[Extracted material Boundary: Start]

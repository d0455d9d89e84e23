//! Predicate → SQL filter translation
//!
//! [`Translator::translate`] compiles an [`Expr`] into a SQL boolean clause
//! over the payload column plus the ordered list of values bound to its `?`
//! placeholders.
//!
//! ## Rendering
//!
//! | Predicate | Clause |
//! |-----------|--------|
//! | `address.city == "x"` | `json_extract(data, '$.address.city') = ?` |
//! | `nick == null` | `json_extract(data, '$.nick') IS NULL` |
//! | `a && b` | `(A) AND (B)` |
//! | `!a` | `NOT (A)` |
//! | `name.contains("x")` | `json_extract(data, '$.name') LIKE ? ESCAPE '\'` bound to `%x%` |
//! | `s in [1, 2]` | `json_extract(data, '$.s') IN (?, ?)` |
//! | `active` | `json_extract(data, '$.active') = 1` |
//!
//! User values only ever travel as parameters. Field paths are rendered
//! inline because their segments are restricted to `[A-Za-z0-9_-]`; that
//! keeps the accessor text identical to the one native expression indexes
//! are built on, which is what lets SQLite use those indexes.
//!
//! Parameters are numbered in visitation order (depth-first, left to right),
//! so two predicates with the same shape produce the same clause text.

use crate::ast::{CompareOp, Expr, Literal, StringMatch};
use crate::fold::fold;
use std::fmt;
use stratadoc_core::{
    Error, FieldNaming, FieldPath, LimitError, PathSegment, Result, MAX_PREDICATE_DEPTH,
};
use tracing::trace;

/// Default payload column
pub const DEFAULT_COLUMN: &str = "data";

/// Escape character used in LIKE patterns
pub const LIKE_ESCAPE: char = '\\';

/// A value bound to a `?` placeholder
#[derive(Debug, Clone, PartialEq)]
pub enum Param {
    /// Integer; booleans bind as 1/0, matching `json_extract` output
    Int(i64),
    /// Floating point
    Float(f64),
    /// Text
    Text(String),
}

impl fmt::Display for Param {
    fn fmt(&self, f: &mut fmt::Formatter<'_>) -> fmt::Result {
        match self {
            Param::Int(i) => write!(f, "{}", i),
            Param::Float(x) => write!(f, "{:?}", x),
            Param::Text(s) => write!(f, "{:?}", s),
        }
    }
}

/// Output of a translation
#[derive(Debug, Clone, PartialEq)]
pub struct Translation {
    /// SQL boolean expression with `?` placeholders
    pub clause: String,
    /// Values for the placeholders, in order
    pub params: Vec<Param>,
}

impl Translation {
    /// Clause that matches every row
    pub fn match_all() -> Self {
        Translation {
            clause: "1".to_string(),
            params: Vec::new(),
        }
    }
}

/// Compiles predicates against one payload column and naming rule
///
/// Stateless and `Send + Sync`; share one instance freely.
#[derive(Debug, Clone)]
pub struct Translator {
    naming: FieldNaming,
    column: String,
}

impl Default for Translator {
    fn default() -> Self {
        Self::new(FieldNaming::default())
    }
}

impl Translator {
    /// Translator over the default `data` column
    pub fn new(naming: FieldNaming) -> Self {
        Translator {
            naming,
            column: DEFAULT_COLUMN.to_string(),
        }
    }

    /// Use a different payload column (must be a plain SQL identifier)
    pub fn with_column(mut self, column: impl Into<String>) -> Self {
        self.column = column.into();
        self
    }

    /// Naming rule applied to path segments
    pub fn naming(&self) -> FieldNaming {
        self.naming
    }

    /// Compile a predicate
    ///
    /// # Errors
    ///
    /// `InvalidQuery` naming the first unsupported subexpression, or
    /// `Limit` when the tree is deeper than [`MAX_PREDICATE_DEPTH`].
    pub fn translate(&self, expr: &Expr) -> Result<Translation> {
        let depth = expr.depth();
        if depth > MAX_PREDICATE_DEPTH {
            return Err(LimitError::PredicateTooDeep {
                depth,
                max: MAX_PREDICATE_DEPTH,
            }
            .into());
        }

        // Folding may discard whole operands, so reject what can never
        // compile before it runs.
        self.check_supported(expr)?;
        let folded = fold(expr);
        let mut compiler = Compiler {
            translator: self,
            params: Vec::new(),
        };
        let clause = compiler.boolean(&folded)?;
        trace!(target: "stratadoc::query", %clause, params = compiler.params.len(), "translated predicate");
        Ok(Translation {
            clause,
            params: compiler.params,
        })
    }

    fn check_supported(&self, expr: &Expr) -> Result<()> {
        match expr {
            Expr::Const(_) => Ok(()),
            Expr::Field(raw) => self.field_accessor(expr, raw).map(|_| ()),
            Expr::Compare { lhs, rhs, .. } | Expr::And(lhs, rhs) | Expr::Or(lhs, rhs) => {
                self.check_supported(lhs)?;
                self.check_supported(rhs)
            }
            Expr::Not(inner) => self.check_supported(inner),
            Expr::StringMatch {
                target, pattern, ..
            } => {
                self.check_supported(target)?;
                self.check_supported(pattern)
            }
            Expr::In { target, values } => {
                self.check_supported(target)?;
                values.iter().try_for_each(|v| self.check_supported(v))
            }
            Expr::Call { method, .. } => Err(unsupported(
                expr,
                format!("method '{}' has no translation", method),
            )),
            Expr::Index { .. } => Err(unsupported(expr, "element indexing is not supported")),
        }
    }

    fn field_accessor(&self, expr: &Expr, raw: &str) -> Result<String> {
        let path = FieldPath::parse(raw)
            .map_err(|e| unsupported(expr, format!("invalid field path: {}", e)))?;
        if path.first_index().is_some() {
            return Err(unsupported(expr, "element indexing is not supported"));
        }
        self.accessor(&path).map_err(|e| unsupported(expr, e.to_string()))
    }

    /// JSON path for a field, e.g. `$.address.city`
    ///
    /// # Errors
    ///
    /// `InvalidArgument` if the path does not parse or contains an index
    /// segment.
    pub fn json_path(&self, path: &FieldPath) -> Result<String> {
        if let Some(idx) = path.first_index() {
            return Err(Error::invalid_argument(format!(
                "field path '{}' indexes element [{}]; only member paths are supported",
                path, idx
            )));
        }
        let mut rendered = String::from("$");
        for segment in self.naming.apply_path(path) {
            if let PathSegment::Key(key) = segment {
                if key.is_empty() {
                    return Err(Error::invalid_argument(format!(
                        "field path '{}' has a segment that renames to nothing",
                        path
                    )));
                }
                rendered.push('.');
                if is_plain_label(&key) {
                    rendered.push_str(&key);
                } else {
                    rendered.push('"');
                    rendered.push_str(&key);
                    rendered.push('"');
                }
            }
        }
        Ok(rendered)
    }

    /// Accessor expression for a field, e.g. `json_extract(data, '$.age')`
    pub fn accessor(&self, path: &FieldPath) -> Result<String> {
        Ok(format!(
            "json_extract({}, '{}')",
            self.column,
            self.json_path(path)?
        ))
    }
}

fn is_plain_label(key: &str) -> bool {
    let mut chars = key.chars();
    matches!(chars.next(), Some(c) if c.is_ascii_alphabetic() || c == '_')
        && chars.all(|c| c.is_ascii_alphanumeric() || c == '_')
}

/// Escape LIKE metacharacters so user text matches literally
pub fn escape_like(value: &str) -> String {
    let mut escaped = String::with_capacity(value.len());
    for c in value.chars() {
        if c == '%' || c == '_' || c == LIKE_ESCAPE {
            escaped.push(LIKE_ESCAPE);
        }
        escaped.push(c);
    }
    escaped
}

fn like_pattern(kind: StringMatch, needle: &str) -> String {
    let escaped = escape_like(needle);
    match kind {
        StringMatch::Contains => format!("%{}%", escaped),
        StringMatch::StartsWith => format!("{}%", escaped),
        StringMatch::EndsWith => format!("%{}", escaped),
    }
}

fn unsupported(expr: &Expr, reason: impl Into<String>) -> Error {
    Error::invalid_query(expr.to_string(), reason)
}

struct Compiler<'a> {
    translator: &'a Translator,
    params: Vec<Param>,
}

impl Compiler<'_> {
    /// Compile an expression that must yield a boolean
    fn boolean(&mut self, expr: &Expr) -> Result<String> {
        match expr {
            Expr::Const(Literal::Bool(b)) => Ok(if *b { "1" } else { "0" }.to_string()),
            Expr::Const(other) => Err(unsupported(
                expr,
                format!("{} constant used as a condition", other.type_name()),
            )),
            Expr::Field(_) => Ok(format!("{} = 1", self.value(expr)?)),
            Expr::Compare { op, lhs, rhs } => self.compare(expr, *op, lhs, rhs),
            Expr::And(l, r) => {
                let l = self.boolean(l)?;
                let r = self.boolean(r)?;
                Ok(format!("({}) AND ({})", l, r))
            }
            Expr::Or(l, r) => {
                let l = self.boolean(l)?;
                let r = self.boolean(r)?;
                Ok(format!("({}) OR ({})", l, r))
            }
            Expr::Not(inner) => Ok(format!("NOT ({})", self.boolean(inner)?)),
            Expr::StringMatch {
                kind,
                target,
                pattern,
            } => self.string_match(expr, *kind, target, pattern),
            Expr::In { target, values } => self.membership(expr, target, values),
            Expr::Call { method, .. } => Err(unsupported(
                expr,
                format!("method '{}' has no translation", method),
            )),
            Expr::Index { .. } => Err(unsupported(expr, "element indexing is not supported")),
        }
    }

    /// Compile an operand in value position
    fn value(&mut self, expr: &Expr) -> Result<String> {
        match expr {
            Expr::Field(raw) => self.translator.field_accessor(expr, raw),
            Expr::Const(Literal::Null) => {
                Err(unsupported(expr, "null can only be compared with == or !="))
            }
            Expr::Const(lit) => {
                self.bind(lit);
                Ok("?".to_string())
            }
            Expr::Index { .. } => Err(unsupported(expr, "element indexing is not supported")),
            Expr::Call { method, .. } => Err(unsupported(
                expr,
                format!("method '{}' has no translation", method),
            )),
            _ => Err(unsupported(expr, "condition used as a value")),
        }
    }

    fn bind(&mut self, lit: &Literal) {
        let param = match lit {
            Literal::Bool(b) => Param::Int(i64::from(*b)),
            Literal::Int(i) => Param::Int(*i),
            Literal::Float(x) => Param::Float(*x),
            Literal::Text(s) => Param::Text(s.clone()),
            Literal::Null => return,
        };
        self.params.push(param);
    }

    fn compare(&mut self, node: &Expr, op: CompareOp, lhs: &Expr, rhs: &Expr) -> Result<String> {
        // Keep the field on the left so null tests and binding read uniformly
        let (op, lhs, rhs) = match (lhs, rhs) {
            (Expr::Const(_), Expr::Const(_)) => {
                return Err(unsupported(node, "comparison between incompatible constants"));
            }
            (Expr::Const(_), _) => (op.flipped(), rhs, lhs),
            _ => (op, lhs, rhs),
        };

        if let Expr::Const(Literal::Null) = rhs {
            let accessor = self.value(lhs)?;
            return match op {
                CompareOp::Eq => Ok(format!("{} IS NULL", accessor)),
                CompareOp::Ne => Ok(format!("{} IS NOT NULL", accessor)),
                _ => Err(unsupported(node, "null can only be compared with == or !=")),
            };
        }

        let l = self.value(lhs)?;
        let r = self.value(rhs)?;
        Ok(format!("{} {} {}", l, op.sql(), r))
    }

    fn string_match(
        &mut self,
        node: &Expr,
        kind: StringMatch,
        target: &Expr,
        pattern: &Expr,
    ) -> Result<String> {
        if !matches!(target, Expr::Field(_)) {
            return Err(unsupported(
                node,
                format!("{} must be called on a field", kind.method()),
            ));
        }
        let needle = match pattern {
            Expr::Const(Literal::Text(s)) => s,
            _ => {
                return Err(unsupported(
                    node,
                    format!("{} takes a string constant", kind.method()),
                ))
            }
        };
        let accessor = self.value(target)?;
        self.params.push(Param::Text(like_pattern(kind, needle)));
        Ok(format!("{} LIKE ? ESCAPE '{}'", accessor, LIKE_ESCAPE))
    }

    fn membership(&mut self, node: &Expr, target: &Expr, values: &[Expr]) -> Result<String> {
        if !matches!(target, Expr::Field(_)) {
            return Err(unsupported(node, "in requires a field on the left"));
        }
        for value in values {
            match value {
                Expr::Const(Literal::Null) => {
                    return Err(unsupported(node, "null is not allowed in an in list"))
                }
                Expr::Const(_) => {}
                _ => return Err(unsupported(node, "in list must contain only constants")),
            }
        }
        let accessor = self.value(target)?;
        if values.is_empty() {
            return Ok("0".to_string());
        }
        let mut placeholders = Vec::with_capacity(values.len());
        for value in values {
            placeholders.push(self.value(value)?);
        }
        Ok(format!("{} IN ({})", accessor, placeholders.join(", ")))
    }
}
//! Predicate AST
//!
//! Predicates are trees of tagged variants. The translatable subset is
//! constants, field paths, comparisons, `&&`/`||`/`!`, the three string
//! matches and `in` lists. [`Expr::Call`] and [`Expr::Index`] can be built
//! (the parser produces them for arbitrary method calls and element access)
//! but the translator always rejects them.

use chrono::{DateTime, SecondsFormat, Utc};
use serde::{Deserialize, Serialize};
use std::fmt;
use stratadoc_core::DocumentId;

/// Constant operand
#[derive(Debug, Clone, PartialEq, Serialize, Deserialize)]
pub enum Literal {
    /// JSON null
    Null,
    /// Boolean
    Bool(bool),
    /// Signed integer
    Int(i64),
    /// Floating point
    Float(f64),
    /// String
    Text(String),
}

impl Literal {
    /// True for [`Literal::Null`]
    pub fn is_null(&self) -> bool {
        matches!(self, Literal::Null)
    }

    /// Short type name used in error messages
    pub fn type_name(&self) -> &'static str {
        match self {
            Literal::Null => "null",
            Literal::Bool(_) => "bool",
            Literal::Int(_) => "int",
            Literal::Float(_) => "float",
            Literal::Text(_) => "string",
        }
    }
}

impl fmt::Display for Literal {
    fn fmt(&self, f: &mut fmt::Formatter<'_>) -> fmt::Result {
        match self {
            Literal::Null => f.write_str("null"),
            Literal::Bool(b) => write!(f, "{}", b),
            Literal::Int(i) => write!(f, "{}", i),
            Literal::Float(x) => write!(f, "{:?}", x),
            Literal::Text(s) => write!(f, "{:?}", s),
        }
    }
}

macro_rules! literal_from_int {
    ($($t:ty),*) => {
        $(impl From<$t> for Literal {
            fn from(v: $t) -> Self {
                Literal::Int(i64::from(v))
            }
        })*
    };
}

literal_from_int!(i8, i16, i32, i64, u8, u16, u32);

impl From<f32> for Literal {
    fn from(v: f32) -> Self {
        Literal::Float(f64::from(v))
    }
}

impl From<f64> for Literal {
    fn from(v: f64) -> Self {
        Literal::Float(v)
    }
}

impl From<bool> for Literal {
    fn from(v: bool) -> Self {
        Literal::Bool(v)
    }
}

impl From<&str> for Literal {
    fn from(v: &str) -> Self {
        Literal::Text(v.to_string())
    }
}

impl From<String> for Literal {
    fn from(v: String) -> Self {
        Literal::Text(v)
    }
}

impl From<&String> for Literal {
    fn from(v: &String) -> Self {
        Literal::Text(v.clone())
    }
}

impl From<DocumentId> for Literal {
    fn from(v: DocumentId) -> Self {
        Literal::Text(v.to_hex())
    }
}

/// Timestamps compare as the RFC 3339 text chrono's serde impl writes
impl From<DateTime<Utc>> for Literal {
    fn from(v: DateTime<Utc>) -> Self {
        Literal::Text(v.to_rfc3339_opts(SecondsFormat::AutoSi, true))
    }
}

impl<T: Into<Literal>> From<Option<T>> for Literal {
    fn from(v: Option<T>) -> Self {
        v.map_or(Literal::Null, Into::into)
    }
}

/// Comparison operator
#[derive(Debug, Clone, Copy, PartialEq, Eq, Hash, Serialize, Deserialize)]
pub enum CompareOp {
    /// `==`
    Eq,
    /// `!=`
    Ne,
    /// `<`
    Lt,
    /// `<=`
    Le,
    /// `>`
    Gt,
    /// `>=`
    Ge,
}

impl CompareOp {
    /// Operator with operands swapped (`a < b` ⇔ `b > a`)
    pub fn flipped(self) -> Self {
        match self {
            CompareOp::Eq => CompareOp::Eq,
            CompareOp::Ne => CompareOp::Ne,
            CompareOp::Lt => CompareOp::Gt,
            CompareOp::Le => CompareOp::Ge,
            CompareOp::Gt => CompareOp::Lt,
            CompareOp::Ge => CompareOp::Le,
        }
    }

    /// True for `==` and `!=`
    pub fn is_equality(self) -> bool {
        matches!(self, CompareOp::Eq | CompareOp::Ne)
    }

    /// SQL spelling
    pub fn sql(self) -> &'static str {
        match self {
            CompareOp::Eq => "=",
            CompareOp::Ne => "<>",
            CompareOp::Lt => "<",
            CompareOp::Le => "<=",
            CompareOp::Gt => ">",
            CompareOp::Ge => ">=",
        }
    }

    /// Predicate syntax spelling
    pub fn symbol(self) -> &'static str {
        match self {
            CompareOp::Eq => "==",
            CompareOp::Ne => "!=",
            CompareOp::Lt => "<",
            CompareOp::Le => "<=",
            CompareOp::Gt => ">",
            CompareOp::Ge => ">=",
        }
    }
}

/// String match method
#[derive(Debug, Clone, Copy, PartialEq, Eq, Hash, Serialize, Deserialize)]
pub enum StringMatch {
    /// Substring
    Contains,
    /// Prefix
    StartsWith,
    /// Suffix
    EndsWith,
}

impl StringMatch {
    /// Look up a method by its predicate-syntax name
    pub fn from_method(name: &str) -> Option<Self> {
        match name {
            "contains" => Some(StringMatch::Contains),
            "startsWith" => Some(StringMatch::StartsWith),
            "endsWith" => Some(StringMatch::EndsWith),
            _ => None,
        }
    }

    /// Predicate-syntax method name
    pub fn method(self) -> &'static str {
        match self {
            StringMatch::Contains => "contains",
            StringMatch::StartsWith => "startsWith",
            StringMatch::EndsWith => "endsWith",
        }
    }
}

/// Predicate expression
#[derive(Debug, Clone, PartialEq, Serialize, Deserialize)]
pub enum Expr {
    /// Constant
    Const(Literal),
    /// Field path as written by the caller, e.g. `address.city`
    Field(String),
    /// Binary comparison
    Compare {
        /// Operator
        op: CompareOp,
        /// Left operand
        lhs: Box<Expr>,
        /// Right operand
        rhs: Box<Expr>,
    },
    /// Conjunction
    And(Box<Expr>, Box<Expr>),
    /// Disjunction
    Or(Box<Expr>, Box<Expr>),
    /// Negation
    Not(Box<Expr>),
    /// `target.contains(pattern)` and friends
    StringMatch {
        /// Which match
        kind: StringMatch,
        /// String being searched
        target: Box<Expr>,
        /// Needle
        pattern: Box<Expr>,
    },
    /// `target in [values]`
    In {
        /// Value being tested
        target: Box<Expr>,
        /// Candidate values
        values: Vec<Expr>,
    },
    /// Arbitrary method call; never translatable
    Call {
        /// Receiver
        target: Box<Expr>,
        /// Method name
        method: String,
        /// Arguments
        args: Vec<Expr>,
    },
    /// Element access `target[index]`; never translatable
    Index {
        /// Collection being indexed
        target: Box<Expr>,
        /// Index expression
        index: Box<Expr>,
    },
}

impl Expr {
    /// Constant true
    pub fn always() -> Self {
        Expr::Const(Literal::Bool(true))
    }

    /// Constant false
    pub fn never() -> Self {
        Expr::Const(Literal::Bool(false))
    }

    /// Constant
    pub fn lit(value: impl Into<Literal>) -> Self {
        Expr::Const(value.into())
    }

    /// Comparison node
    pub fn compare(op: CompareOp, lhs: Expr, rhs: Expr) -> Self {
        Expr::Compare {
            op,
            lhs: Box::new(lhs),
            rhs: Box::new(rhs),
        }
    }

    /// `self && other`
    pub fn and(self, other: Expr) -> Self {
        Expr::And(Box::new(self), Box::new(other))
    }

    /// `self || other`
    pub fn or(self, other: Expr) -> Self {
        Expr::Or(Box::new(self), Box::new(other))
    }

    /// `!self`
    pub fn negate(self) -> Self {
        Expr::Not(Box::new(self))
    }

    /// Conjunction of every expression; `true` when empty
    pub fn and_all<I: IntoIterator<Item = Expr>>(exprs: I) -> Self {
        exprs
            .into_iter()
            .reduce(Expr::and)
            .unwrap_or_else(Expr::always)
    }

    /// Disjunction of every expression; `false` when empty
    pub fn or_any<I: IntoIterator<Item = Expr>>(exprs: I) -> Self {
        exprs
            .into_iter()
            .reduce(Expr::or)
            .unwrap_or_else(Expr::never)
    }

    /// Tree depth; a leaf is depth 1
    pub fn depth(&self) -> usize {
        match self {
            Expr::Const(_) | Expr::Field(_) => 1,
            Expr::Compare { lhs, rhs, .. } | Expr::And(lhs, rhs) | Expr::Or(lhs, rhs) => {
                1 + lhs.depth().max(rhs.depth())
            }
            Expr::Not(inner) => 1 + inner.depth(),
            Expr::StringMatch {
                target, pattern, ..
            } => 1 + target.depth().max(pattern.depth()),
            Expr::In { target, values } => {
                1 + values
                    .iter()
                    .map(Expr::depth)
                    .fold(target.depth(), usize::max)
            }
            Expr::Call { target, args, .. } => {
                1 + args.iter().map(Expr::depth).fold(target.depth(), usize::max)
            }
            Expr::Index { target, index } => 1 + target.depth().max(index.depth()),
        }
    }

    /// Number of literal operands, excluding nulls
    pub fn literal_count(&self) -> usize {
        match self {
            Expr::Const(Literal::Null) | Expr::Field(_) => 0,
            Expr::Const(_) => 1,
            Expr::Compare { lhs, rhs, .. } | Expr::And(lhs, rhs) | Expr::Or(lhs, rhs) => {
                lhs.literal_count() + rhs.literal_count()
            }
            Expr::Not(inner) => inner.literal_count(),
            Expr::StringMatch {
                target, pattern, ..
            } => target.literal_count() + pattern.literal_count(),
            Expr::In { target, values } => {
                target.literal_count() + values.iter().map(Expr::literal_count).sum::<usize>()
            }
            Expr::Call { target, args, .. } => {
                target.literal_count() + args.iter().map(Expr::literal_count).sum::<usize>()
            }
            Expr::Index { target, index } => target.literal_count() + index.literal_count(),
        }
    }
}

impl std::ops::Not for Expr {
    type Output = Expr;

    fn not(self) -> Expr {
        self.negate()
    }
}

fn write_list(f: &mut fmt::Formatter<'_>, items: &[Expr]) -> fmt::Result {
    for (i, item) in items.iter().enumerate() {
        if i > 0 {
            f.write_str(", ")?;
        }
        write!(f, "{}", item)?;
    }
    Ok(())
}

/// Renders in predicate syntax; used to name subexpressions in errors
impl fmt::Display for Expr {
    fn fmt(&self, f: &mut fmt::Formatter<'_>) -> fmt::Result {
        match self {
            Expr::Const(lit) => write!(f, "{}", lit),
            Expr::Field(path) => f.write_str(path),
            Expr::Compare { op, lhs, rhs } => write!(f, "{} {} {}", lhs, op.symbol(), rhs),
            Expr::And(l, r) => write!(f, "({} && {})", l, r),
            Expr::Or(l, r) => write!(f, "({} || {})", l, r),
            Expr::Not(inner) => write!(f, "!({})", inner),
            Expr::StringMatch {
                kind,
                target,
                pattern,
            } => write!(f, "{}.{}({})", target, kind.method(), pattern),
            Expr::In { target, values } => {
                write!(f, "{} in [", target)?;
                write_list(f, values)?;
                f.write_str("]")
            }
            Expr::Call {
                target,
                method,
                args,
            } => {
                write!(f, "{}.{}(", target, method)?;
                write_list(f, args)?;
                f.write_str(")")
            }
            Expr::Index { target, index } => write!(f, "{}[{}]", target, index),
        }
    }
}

[Extracted material Boundary: End]

Which lines above include the word "DocumentId"? Pick them out and copy them.

use stratadoc_core::DocumentId;
impl From<DocumentId> for Literal {
    fn from(v: DocumentId) -> Self {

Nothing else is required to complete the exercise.